#### YOUR INSTRUCTIONS
Only those lines in the data below from the line containing "use async_trait::async_trait;" through the line containing "async fn load(&self, key: &str)", both included, should be restated word for word.

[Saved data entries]
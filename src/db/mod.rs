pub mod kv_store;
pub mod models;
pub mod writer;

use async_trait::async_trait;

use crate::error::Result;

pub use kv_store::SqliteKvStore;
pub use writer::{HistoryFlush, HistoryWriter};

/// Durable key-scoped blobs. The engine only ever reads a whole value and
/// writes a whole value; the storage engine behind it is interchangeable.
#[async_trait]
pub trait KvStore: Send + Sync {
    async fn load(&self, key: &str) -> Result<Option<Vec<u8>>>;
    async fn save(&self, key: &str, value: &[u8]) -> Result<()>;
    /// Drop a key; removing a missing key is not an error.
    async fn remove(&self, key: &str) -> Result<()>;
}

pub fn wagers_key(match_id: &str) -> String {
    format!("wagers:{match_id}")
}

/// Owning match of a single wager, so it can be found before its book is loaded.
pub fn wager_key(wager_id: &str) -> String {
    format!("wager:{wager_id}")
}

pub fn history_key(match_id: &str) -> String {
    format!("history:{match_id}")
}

#### RESPONSE BOX
use async_trait::async_trait;

use crate::error::Result;

pub use kv_store::SqliteKvStore;
pub use writer::{HistoryFlush, HistoryWriter};

/// Durable key-scoped blobs. The engine only ever reads a whole value and
/// writes a whole value; the storage engine behind it is interchangeable.
#[async_trait]
pub trait KvStore: Send + Sync {
    async fn load(&self, key: &str) -> Result<Option<Vec<u8>>>;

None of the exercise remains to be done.